Records from a dataset
//! gnve - orbit-camera viewer for a single glTF scene
//!
//! Usage: `gnve <SCENE> [--width W] [--height H] [--validation] ...`

use std::path::PathBuf;
use std::process::ExitCode;
use std::sync::Arc;
use std::time::{Duration, Instant};

use clap::Parser;
use gnve_engine::gnve::frame::{Camera, Extent2D, FrameLoop, ResizeSignal, TickOutcome, WindowPort};
use gnve_engine::gnve::log::{DefaultLogger, FanoutLogger, Log, LogSeverity, Logger, MemoryLogger};
use gnve_engine::gnve::{EngineConfig, Error, Result};
use gnve_engine::{engine_debug, engine_error, engine_info};
use gnve_engine_renderer_vulkan::VulkanRenderer;
use winit::application::ApplicationHandler;
use winit::dpi::PhysicalSize;
use winit::event::WindowEvent;
use winit::event_loop::{ActiveEventLoop, ControlFlow, EventLoop};
use winit::window::{Window, WindowId};

const SOURCE: &str = "gnve::demo";

/// Lines kept in memory for the exit report
const RECENT_LINES: usize = 256;

#[derive(Parser, Debug)]
#[command(name = "gnve", version, about = "Render a glTF scene with the GNVE Vulkan renderer")]
struct CliArgs {
    /// Self-contained glTF or GLB scene to render
    scene: PathBuf,

    #[arg(long, default_value_t = 1280)]
    width: u32,

    #[arg(long, default_value_t = 720)]
    height: u32,

    #[arg(long, default_value_t = 2)]
    frames_in_flight: usize,

    /// Bindless texture table capacity
    #[arg(long, default_value_t = 1024)]
    max_textures: u32,

    /// Enable validation layers (needs the `vulkan-validation` feature)
    #[arg(long)]
    validation: bool,

    /// trace, debug, info, warn or error
    #[arg(long, default_value = "info")]
    log_level: LogSeverity,

    /// Vertex shader, .spv or (with `shaderc`) .vert
    #[arg(long)]
    vert_shader: Option<PathBuf>,

    /// Fragment shader, .spv or (with `shaderc`) .frag
    #[arg(long)]
    frag_shader: Option<PathBuf>,
}

impl CliArgs {
    fn engine_config(&self) -> EngineConfig {
        let defaults = EngineConfig::default();
        EngineConfig {
            app_name: "GNVE Viewer".to_string(),
            width: self.width,
            height: self.height,
            frames_in_flight: self.frames_in_flight,
            max_textures: self.max_textures,
            enable_validation: self.validation,
            log_level: self.log_level,
            vertex_shader: self.vert_shader.clone().unwrap_or(defaults.vertex_shader.clone()),
            fragment_shader: self.frag_shader.clone().unwrap_or(defaults.fragment_shader.clone()),
            ..defaults
        }
    }
}

/// Frame loop view of a winit window
///
/// winit delivers events through the handler, so there is nothing to pump
/// here; waiting just yields until the next poll of the size.
struct WinitWindow<'a>(&'a Window);

impl WindowPort for WinitWindow<'_> {
    fn framebuffer_size(&self) -> Extent2D {
        let size = self.0.inner_size();
        Extent2D::new(size.width, size.height)
    }

    fn is_minimized(&self) -> bool {
        self.0.is_minimized().unwrap_or(false) || self.framebuffer_size().is_zero()
    }

    fn wait_events(&mut self) {
        std::thread::sleep(Duration::from_millis(10));
    }
}

/// Everything that exists once the window is up
///
/// Field order is drop order: the renderer goes before the window it
/// presents to.
struct Viewer {
    renderer: VulkanRenderer,
    frame_loop: FrameLoop,
    resize: ResizeSignal,
    window: Arc<Window>,
}

struct App {
    config: EngineConfig,
    scene: PathBuf,
    log: Log,
    camera: Camera,
    started: Instant,
    viewer: Option<Viewer>,
    failure: Option<Error>,
}

impl App {
    fn new(config: EngineConfig, scene: PathBuf, log: Log) -> Self {
        Self {
            config,
            scene,
            log,
            camera: Camera::default(),
            started: Instant::now(),
            viewer: None,
            failure: None,
        }
    }

    fn start(&self, event_loop: &ActiveEventLoop) -> Result<Viewer> {
        let attributes = Window::default_attributes()
            .with_title(self.config.app_name.clone())
            .with_inner_size(PhysicalSize::new(self.config.width, self.config.height));
        let window = event_loop
            .create_window(attributes)
            .map(Arc::new)
            .map_err(|e| Error::InitializationFailed(format!("window creation failed: {}", e)))?;

        let mut renderer = VulkanRenderer::new(window.as_ref(), &self.config, self.log.clone())?;
        engine_info!(
            self.log,
            SOURCE,
            "Rendering on {} ({} swapchain images, {:?})",
            renderer.device_name(),
            renderer.swapchain_image_count(),
            renderer.present_mode()
        );

        let summary = renderer.import_scene(&self.scene)?;
        engine_info!(
            self.log,
            SOURCE,
            "Loaded {}: {} mesh(es), {} texture(s)",
            self.scene.display(),
            summary.meshes,
            summary.textures
        );

        let frame_loop = FrameLoop::new(self.config.frames_in_flight, self.log.clone());
        let resize = frame_loop.resize_signal();
        Ok(Viewer {
            renderer,
            frame_loop,
            resize,
            window,
        })
    }

    fn redraw(&mut self) -> Result<()> {
        let Some(viewer) = self.viewer.as_mut() else {
            return Ok(());
        };
        let mut port = WinitWindow(viewer.window.as_ref());
        if port.is_minimized() {
            return Ok(());
        }

        let time = self.started.elapsed().as_secs_f32();
        let uniforms = self.camera.uniforms(time, port.framebuffer_size());
        let outcome = viewer.frame_loop.tick(&mut viewer.renderer, &mut port, &uniforms)?;
        if outcome != TickOutcome::Presented {
            engine_debug!(self.log, SOURCE, "Tick ended with {:?}", outcome);
        }
        Ok(())
    }

    fn fail(&mut self, event_loop: &ActiveEventLoop, error: Error) {
        engine_error!(self.log, SOURCE, "{}", error);
        self.failure = Some(error);
        event_loop.exit();
    }
}

impl ApplicationHandler for App {
    fn resumed(&mut self, event_loop: &ActiveEventLoop) {
        if self.viewer.is_some() {
            return;
        }
        match self.start(event_loop) {
            Ok(viewer) => {
                event_loop.set_control_flow(ControlFlow::Poll);
                self.started = Instant::now();
                self.viewer = Some(viewer);
            }
            Err(e) => self.fail(event_loop, e),
        }
    }

    fn window_event(&mut self, event_loop: &ActiveEventLoop, _id: WindowId, event: WindowEvent) {
        match event {
            WindowEvent::CloseRequested => event_loop.exit(),
            WindowEvent::Resized(_) | WindowEvent::ScaleFactorChanged { .. } => {
                if let Some(viewer) = &self.viewer {
                    viewer.resize.notify();
                }
            }
            WindowEvent::RedrawRequested => {
                if let Err(e) = self.redraw() {
                    self.fail(event_loop, e);
                }
            }
            _ => {}
        }
    }

    fn about_to_wait(&mut self, _event_loop: &ActiveEventLoop) {
        if let Some(viewer) = &self.viewer {
            viewer.window.request_redraw();
        }
    }

    fn exiting(&mut self, _event_loop: &ActiveEventLoop) {
        if let Some(viewer) = self.viewer.take() {
            let stats = viewer.frame_loop.stats();
            engine_info!(
                self.log,
                SOURCE,
                "{} frame(s), {} swapchain rebuild(s)",
                stats.frame_count,
                stats.swapchain_rebuilds
            );
            if let Some(validation) = viewer.renderer.validation_stats() {
                engine_info!(self.log, SOURCE, "{} validation message(s)", validation.total());
            }
        }
    }
}

fn main() -> ExitCode {
    let args = CliArgs::parse();
    let config = args.engine_config();

    let recent = Arc::new(MemoryLogger::new(RECENT_LINES));
    let sinks: Vec<Arc<dyn Logger>> = vec![Arc::new(DefaultLogger), recent.clone()];
    let log = Log::new(Arc::new(FanoutLogger::new(sinks)), config.log_level);

    if let Err(e) = config.validate() {
        engine_error!(log, SOURCE, "{}", e);
        return ExitCode::FAILURE;
    }

    let event_loop = match EventLoop::new() {
        Ok(event_loop) => event_loop,
        Err(e) => {
            engine_error!(log, SOURCE, "Cannot open the event loop: {}", e);
            return ExitCode::FAILURE;
        }
    };

    let mut app = App::new(config, args.scene, log.clone());
    if let Err(e) = event_loop.run_app(&mut app) {
        engine_error!(log, SOURCE, "Event loop failed: {}", e);
        return ExitCode::FAILURE;
    }

    match app.failure {
        Some(_) => {
            let lines = recent.lines();
            eprintln!("Last {} log line(s) before the failure:", lines.len());
            for line in lines {
                eprintln!("  {}", line);
            }
            ExitCode::FAILURE
        }
        None => ExitCode::SUCCESS,
    }
}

Work task »
Retype every line up to and including the one that contains "#[derive(Parser, Debug)]", beginning at the first line of the records, with no edits.

Result for this task »
//! gnve - orbit-camera viewer for a single glTF scene
//!
//! Usage: `gnve <SCENE> [--width W] [--height H] [--validation] ...`

use std::path::PathBuf;
use std::process::ExitCode;
use std::sync::Arc;
use std::time::{Duration, Instant};

use clap::Parser;
use gnve_engine::gnve::frame::{Camera, Extent2D, FrameLoop, ResizeSignal, TickOutcome, WindowPort};
use gnve_engine::gnve::log::{DefaultLogger, FanoutLogger, Log, LogSeverity, Logger, MemoryLogger};
use gnve_engine::gnve::{EngineConfig, Error, Result};
use gnve_engine::{engine_debug, engine_error, engine_info};
use gnve_engine_renderer_vulkan::VulkanRenderer;
use winit::application::ApplicationHandler;
use winit::dpi::PhysicalSize;
use winit::event::WindowEvent;
use winit::event_loop::{ActiveEventLoop, ControlFlow, EventLoop};
use winit::window::{Window, WindowId};

const SOURCE: &str = "gnve::demo";

/// Lines kept in memory for the exit report
const RECENT_LINES: usize = 256;

#[derive(Parser, Debug)]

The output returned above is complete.